In this study, commercial dairies were 4.12 times more likely to test positive than raw milk dairies (p < 0.01). Herd size was a significant variable, where large dairies with greater than 100 cows were 24.3 times more likely to test positive than small dairies with less than 100 cows (p < 0.001). Analysis of these two main effects shows that there is some interaction between dairy type and herd size. The data was stratified by herd size to reassess the odds; among small herd sizes, raw and commercial dairies were equally likely to test positive for C. burnetii, while among large dairies, commercial dairies were nearly 25 times more likely to test positive than raw dairies (p < 0.05). (Figure 1).


Farm management practices and characteristics were evaluated to determine the effects on prevalence (Figure 2). Farms using cooling fans were 6.7 times more likely to test positive (p < 0.001), farms where milking personnel wore gloves were 3.8 times more likely to test positive (p < 0.01), and farms with somatic cell counts greater than 200,000 cells/mL were 2.5 times more likely to test positive (p < 0.05). The use of forest ripping technique was significantly protective with lower odds of testing positive (p < 0.05). There were no significant findings for facility age or the use of pre-dip technique.

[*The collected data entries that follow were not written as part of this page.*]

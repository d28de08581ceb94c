use std::sync::Arc;
use std::time::{Duration, Instant};

use async_trait::async_trait;
use iceos_core::NodeId;
use iceos_error::IceError;
use iceos_execution::{EventKind, NodeExecutionResult, NodeOutputData, RunContext, RuntimeMode};
use iceos_registry::{NodeExecutor, WorkflowRuntime};
use iceos_sandbox::{run_with_limits, ResourceLimits, SandboxError};
use iceos_workflow::{NodeKind, NodeSpec};
use serde_json::Value;
use tokio_util::sync::CancellationToken;

use crate::support::metadata;

/// A consumed capability resolving a pending approval to `true`/`false`.
/// Production implementations poll a durable store or block on a channel
/// fed by an external approve/reject API call; [`AutoApprove`] is the
/// non-production stub that resolves immediately.
#[async_trait]
pub trait HumanApprovalResolver: Send + Sync {
    async fn resolve(&self, node_id: &NodeId, prompt: &str) -> Result<bool, IceError>;
}

/// Approves immediately in development, and refuses outright in
/// production rather than silently granting approval a human never saw.
/// Mirrors the reference human-approval executor's own environment check,
/// which raises rather than auto-approving once `ICE_ENV`/`ENV` says
/// production.
pub struct AutoApprove {
    mode: RuntimeMode,
}

impl AutoApprove {
    #[must_use]
    pub fn new(mode: RuntimeMode) -> Self {
        Self { mode }
    }
}

impl Default for AutoApprove {
    /// Defaults to [`RuntimeMode::Production`], the same fail-closed
    /// default as [`RuntimeMode`] itself — opting into auto-approval
    /// requires naming [`RuntimeMode::Development`] explicitly.
    fn default() -> Self {
        Self::new(RuntimeMode::default())
    }
}

#[async_trait]
impl HumanApprovalResolver for AutoApprove {
    async fn resolve(&self, node_id: &NodeId, _prompt: &str) -> Result<bool, IceError> {
        if self.mode.is_production() {
            return Err(IceError::validation(format!("no human approval resolver configured for node {node_id} in production")));
        }
        Ok(true)
    }
}

/// Emits `HumanApprovalRequested`, awaits resolution bounded by
/// `timeout_ms`, and emits `HumanApprovalResolved` on completion. A timeout
/// is reported as a failed result rather than propagated, so the node
/// executor's retry policy decides whether to re-request approval.
pub struct HumanExecutor {
    resolver: Arc<dyn HumanApprovalResolver>,
}

impl HumanExecutor {
    #[must_use]
    pub fn new(resolver: Arc<dyn HumanApprovalResolver>) -> Self {
        Self { resolver }
    }
}

#[async_trait]
impl NodeExecutor for HumanExecutor {
    async fn exec(
        &self,
        runtime: &dyn WorkflowRuntime,
        node: &NodeSpec,
        _ctx: &RunContext,
        _input: Value,
    ) -> Result<NodeExecutionResult, IceError> {
        let NodeKind::Human { prompt_for_approval, timeout_ms } = &node.kind else {
            return Err(IceError::internal("HumanExecutor invoked on a non-human node"));
        };

        runtime.emit(EventKind::HumanApprovalRequested { node_id: node.id.clone() }, Some(node.id.clone()), Value::Null).await;

        let start = Instant::now();
        let limits = ResourceLimits::with_timeout(Duration::from_millis(*timeout_ms));
        let cancel = CancellationToken::new();
        let outcome = run_with_limits(self.resolver.resolve(&node.id, prompt_for_approval), &limits, &cancel).await;

        match outcome {
            Ok(Ok(approved)) => {
                runtime
                    .emit(EventKind::HumanApprovalResolved { node_id: node.id.clone(), approved }, Some(node.id.clone()), Value::Null)
                    .await;
                if approved {
                    Ok(NodeExecutionResult::success(NodeOutputData::inline(serde_json::json!({"approved": true})), metadata(1, start, false)))
                } else {
                    Ok(NodeExecutionResult::failure("human approval was rejected", "canceled", metadata(1, start, false)))
                }
            }
            Ok(Err(err)) => Ok(NodeExecutionResult::failure(err.to_string(), err.error_code(), metadata(1, start, false))),
            Err(SandboxError::TimedOut { .. }) => {
                Ok(NodeExecutionResult::failure(format!("approval timed out after {timeout_ms}ms"), "timeout", metadata(1, start, false)))
            }
            Err(SandboxError::Cancelled) => Ok(NodeExecutionResult::failure("approval wait was cancelled", "canceled", metadata(1, start, false))),
        }
    }
}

The frequency of positive C. burnetii PCR tests were evaluated in the context of housing type (Figure 3) and bedding type (Figure 4) in milking cow, maternity, and dry cow barns. For housing type, free stalls had the high frequency of positive results in all three barns (p < 0.01) and for bedding type, sand bedding had the highest frequency of positive results in all three barns (p < 0.05).
Lastly, when asked about raw milk consumption habits, all 33 raw milk dairy producers (100%) and 64% of commercial dairy producers said they and/or their family members consumed raw milk from their own farm. When stratified by state, 81% of Connecticut dairy producers, 85% of Massachusetts dairy producers, and 56% of Rhode Island dairy producers said they and/or their family consumed raw milk from their own farm. Results were tabulated by producer type and state and tallied in Table 2. The most cited reasons for consuming raw milk were taste (29%) and convenience (27%). Other reasons include health benefits (23%) and cost (21%). When asked about duration of raw milk consumption, most producers reported consuming raw milk for 40 to 60 years (24%).




Discussion
Given the high prevalence rates of Coxiella burnetii found in BTM samples [12,13], the pathogen is arguably endemic to the United States. This study found a prevalence of 40% in southern New England, with 21% of raw dairy farms testing positive and 53% of commercial dairy farms testing positive. These findings are like previous estimates of C. burnetii in raw milk samples in the United States by Loftis et al. [7]. To our knowledge, this is the first study to analyze the prevalence of C. burnetii in southern New England and compare prevalence rates between raw and commercial dairies. Variations in prevalence could be due to sampling or PCR technique, seasonality, geographic area, pathogen viability, and hygiene practices not evaluated in this study. Additionally, this study only analyzed a single BTM sample for each farm; it is possible that repeated sampling over a longer period would result in a higher incidence of pathogen detection [14].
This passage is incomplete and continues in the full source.